Working from home
Most law firms hadn't worked from home on a grand scale before, until the restrictions imposed by the coronavirus presented a major challenge. Most have worked quickly and successfully to adjust their working practices and systems to accommodate this new reality. The IT infrastructure has proved supportive, allowing most law firms to continue working remotely with a semblance of business as usual.
Admittedly, some have embraced remote working more readily than others, whereas some have struggled to get to grips with Zoom, Microsoft Teams and remote meetings. Unsurprisingly, this latter group are the keenest to get back to the office, one on one meetings and the way they have always done business. For them, office re-openings – which have become more frequent since the start of August – have been a relief.
Equally, while most firms have been well-organised from a technology point of view, the outbreak has exposed those businesses that are still largely paper-based. Firms that don’t have mechanisms to share files remotely, for example, have really struggled. This has shown the importance of investing in technology infrastructure and this may widen the gap between the technology haves and have-nots.
What will happen in the future? It seems unlikely that law firms will go back to working in the office on a full-time basis, with many lawyers appreciating the renewed work-life balance that working from home has provided and will be reluctant to go back to business as usual.

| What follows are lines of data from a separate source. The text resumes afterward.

//! Hit/miss statistics collection and reporting.
//!
//! Tracks the two counters a run produces and derives the hit rate from
//! them. `hits + misses` always equals the number of accesses the driver
//! processed; skipped trace lines never reach these counters.

use crate::cache::Outcome;

/// Hit/miss counters for one simulation run.
///
/// Both counters are monotonically non-decreasing across the run.
#[derive(Debug, Clone, Copy, Default, PartialEq, Eq)]
pub struct SimStats {
    /// Accesses that found their tag resident.
    pub hits: u64,
    /// Accesses that populated or replaced a line.
    pub misses: u64,
}

impl SimStats {
    /// Tallies one access outcome.
    pub fn record(&mut self, outcome: Outcome) {
        match outcome {
            Outcome::Hit => self.hits += 1,
            Outcome::Miss => self.misses += 1,
        }
    }

    /// Total accesses processed.
    pub fn accesses(&self) -> u64 {
        self.hits + self.misses
    }

    /// Fraction of accesses that hit, in `[0.0, 1.0]`.
    ///
    /// Defined as `0.0` when no accesses were processed.
    pub fn hit_rate(&self) -> f64 {
        let total = self.accesses();
        if total == 0 {
            0.0
        } else {
            self.hits as f64 / total as f64
        }
    }

    /// Prints the results banner to stdout.
    pub fn print(&self) {
        println!("\n==========================================================");
        println!("CACHE SIMULATION RESULTS");
        println!("==========================================================");
        println!("total_accesses           {}", self.accesses());
        println!("hits                     {}", self.hits);
        println!("misses                   {}", self.misses);
        println!("hit_rate                 {:.4} %", self.hit_rate() * 100.0);
        println!("==========================================================");
    }
}
//! Cache geometry derivation and address decoding.
//!
//! This module computes the shape of the cache from its configured size,
//! block size, and associativity, and splits 64-bit addresses into the
//! tag/index/offset fields that shape implies. It provides:
//! 1. **Derivation:** `Geometry::derive` validates the parameters and computes
//!    set count and bit widths once, before any cache state is allocated.
//! 2. **Decoding:** `Geometry::decode`, a pure total function from any `u64`
//!    address to its `(tag, index)` pair.
//! 3. **Validation errors:** [`InvalidGeometry`], one variant per rejected
//!    parameter combination, so the CLI can map failures to an exit status.

use std::fmt;

use thiserror::Error;

/// Rejected cache parameter combinations.
///
/// All variants are fatal and raised before any cache state exists. Block
/// size and set count must be exact powers of two: a non-power-of-two size
/// has no whole-bit offset/index split, and truncating the log would silently
/// decode addresses against the wrong fields.
#[derive(Debug, Clone, PartialEq, Eq, Error)]
pub enum InvalidGeometry {
    /// Associativity of zero leaves no ways to hold any block.
    #[error("associativity must be non-zero")]
    ZeroAssociativity,

    /// Block size is zero or not a power of two.
    #[error("block size must be a power of two, got {0} bytes")]
    BlockSizeNotPowerOfTwo(usize),

    /// The cache is too small for even one set at this block size and
    /// associativity.
    #[error("geometry yields zero sets ({cache_bytes} byte cache, {block_bytes} byte blocks, {ways} ways)")]
    ZeroSets {
        /// Configured cache size in bytes.
        cache_bytes: usize,
        /// Configured block size in bytes.
        block_bytes: usize,
        /// Configured associativity.
        ways: usize,
    },

    /// The derived set count is not a power of two, so no whole number of
    /// index bits selects a set.
    #[error("derived set count must be a power of two, got {0}")]
    SetCountNotPowerOfTwo(usize),
}

/// A decoded 64-bit address: which set it maps to and the block identity
/// within that set. The byte offset within the block is discarded; it never
/// affects hit/miss outcome.
#[derive(Debug, Clone, Copy, PartialEq, Eq)]
pub struct DecodedAddress {
    /// Block identity within the selected set.
    pub tag: u64,
    /// Set index; always `< num_sets` by construction.
    pub index: usize,
}

/// Frozen cache geometry.
///
/// Derived once from the configuration and never mutated afterward. The three
/// bit widths always partition a 64-bit address exactly:
/// `offset_bits + index_bits + tag_bits == 64`.
#[derive(Debug, Clone, Copy, PartialEq, Eq)]
pub struct Geometry {
    /// Number of sets in the cache.
    pub num_sets: usize,
    /// Bits selecting a byte within a block (`log2(block_size_bytes)`).
    pub offset_bits: u32,
    /// Bits selecting a set (`log2(num_sets)`).
    pub index_bits: u32,
    /// Remaining high bits identifying the block within its set.
    pub tag_bits: u32,
}

impl Geometry {
    /// Derives the cache geometry from validated size parameters.
    ///
    /// Computes `num_blocks = cache_size_bytes / block_size_bytes`,
    /// `num_sets = num_blocks / associativity`, and the three bit widths,
    /// assuming a 64-bit address space.
    ///
    /// # Errors
    ///
    /// Returns [`InvalidGeometry`] when associativity is zero, when the block
    /// size or derived set count is not a power of two, or when the derived
    /// set count is zero.
    pub fn derive(
        cache_size_bytes: usize,
        block_size_bytes: usize,
        associativity: usize,
    ) -> Result<Self, InvalidGeometry> {
        if associativity == 0 {
            return Err(InvalidGeometry::ZeroAssociativity);
        }
        if !block_size_bytes.is_power_of_two() {
            return Err(InvalidGeometry::BlockSizeNotPowerOfTwo(block_size_bytes));
        }

        let num_blocks = cache_size_bytes / block_size_bytes;
        let num_sets = num_blocks / associativity;
        if num_sets == 0 {
            return Err(InvalidGeometry::ZeroSets {
                cache_bytes: cache_size_bytes,
                block_bytes: block_size_bytes,
                ways: associativity,
            });
        }
        if !num_sets.is_power_of_two() {
            return Err(InvalidGeometry::SetCountNotPowerOfTwo(num_sets));
        }

        let offset_bits = block_size_bytes.trailing_zeros();
        let index_bits = num_sets.trailing_zeros();
        let tag_bits = 64 - index_bits - offset_bits;

        Ok(Self {
            num_sets,
            offset_bits,
            index_bits,
            tag_bits,
        })
    }

    /// Splits an address into its tag and set index.
    ///
    /// Pure and total over all `u64` inputs. Zero index or offset bits
    /// degenerate correctly: an empty mask selects set 0, a zero shift
    /// keeps every bit.
    pub fn decode(&self, addr: u64) -> DecodedAddress {
        let address_no_offset = addr >> self.offset_bits;
        let index_mask = (1u64 << self.index_bits) - 1;
        let index = (address_no_offset & index_mask) as usize;
        let tag = address_no_offset >> self.index_bits;
        DecodedAddress { tag, index }
    }
}

impl fmt::Display for Geometry {
    fn fmt(&self, f: &mut fmt::Formatter<'_>) -> fmt::Result {
        write!(
            f,
            "{} sets, offset/index/tag = {}/{}/{} bits",
            self.num_sets, self.offset_bits, self.index_bits, self.tag_bits
        )
    }
}
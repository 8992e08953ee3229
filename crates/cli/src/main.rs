//! Set-associative cache simulator CLI.
//!
//! This binary provides a single entry point for both halves of the tool:
//! 1. **Run:** Derive the cache geometry from configuration, replay a trace
//!    file (or generate a synthetic one in memory), and report hit/miss
//!    statistics.
//! 2. **Gen:** Materialize a synthetic trace file for later replay.

use std::path::{Path, PathBuf};
use std::process;

use clap::{Parser, Subcommand};
use tracing_subscriber::EnvFilter;

use cachesim_core::config::Config;
use cachesim_core::sim::Simulation;
use cachesim_core::trace::{self, TraceGenerator};

#[derive(Parser, Debug)]
#[command(
    name = "cachesim",
    version,
    about = "Set-associative cache simulator with LRU replacement",
    long_about = "Simulate a memory-access trace against a configurable set-associative cache.\n\nConfiguration files use KEY: value lines (CACHE_SIZE_KB, BLOCK_SIZE_BYTES, ASSOCIATIVITY, TRACE_LENGTH, TRACE_SEED) or JSON.\n\nExamples:\n  cachesim run -c config.ini\n  cachesim run -c config.ini -t trace.txt\n  cachesim gen -o trace.txt --seed 42"
)]
struct Cli {
    #[command(subcommand)]
    command: Option<Commands>,
}

#[derive(Subcommand, Debug)]
enum Commands {
    /// Simulate a trace against the configured cache.
    Run {
        /// Configuration file (KEY: value or .json); defaults apply when omitted.
        #[arg(short, long)]
        config: Option<PathBuf>,

        /// Trace file to replay; a synthetic trace is generated when omitted.
        #[arg(short, long)]
        trace: Option<PathBuf>,

        /// Seed override for the synthetic trace.
        #[arg(long)]
        seed: Option<u64>,
    },

    /// Generate a synthetic trace file.
    Gen {
        /// Configuration file supplying trace parameters.
        #[arg(short, long)]
        config: Option<PathBuf>,

        /// Output trace file.
        #[arg(short, long, default_value = "trace.txt")]
        output: PathBuf,

        /// Seed override; a time-based seed is used when omitted.
        #[arg(long)]
        seed: Option<u64>,

        /// Number of accesses to generate.
        #[arg(long)]
        length: Option<usize>,
    },
}

fn main() {
    tracing_subscriber::fmt()
        .with_env_filter(EnvFilter::from_default_env())
        .init();

    let cli = Cli::parse();

    match cli.command {
        Some(Commands::Run {
            config,
            trace,
            seed,
        }) => cmd_run(config, trace, seed),
        Some(Commands::Gen {
            config,
            output,
            seed,
            length,
        }) => cmd_gen(config, &output, seed, length),
        None => {
            eprintln!("cachesim — pass a subcommand");
            eprintln!();
            eprintln!("  cachesim run -c <config>             Simulate a fresh synthetic trace");
            eprintln!("  cachesim run -c <config> -t <trace>  Replay an existing trace file");
            eprintln!("  cachesim gen -o <trace>              Generate a trace file");
            eprintln!();
            eprintln!("  cachesim --help  for full options");
            process::exit(1);
        }
    }
}

/// Loads the configuration file, or defaults when none was given.
///
/// Exits with status 1 when the file cannot be read or parsed.
fn load_config(path: Option<PathBuf>) -> Config {
    match path {
        Some(path) => Config::from_file(&path).unwrap_or_else(|e| {
            eprintln!("Error reading config {}: {e}", path.display());
            process::exit(1);
        }),
        None => Config::default(),
    }
}

/// Runs the simulation: derives geometry, obtains a trace, replays it, and
/// prints the results banner. Exits with status 1 on invalid geometry or an
/// unreadable trace file.
fn cmd_run(config: Option<PathBuf>, trace_path: Option<PathBuf>, seed: Option<u64>) {
    let mut config = load_config(config);
    if let Some(seed) = seed {
        config.trace.seed = Some(seed);
    }

    println!("Configuration:");
    println!("  cache_size     {} KB", config.cache.cache_size_kb);
    println!("  block_size     {} B", config.cache.block_size_bytes);
    println!("  associativity  {}", config.cache.associativity);

    let mut sim = match Simulation::new(&config.cache) {
        Ok(sim) => sim,
        Err(e) => {
            eprintln!("\n[!] Invalid geometry: {e}");
            process::exit(1);
        }
    };

    let geometry = *sim.geometry();
    println!();
    println!("Cache geometry:");
    println!("  num_sets       {}", geometry.num_sets);
    println!("  offset_bits    {}", geometry.offset_bits);
    println!("  index_bits     {}", geometry.index_bits);
    println!("  tag_bits       {}", geometry.tag_bits);

    let records = match trace_path {
        Some(path) => {
            println!("\n[*] Replaying trace: {}", path.display());
            trace::read_trace(&path).unwrap_or_else(|e| {
                eprintln!("Error reading trace {}: {e}", path.display());
                process::exit(1);
            })
        }
        None => {
            println!("\n[*] Generating synthetic trace ({} accesses)", config.trace.length);
            TraceGenerator::new(&config.trace).generate()
        }
    };

    sim.run(records);
    sim.stats().print();
}

/// Generates a trace file. Exits with status 1 when the file cannot be written.
fn cmd_gen(config: Option<PathBuf>, output: &Path, seed: Option<u64>, length: Option<usize>) {
    let mut config = load_config(config);
    if let Some(seed) = seed {
        config.trace.seed = Some(seed);
    }
    if let Some(length) = length {
        config.trace.length = length;
    }

    let records = TraceGenerator::new(&config.trace).generate();
    if let Err(e) = trace::write_trace(output, &records) {
        eprintln!("Error writing trace {}: {e}", output.display());
        process::exit(1);
    }
    println!("[*] Wrote {} accesses to {}", records.len(), output.display());
}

That said, there is a risk that those training and developing their careers may miss out on having people around them on a full-time basis. Not only is remote mentoring a challenge, they won’t be able to observe how people talk on the phone and conduct themselves with clients. This indirect interaction is important to their long-term professional development. In the longer-term, we believe law firms will adopt a hybrid model. We see a future where lawyers are likely to go into the office perhaps three times a week and work from home for the remainder.
Finally, there is a question of costs. If more transacting is done online together with more meetings taking place online, do law firms need as much expensive office space? On the one hand, this may lower their costs but, on the other, clients may start to demand lower fees. No-one is saying it yet, but it may be an important consideration for the future.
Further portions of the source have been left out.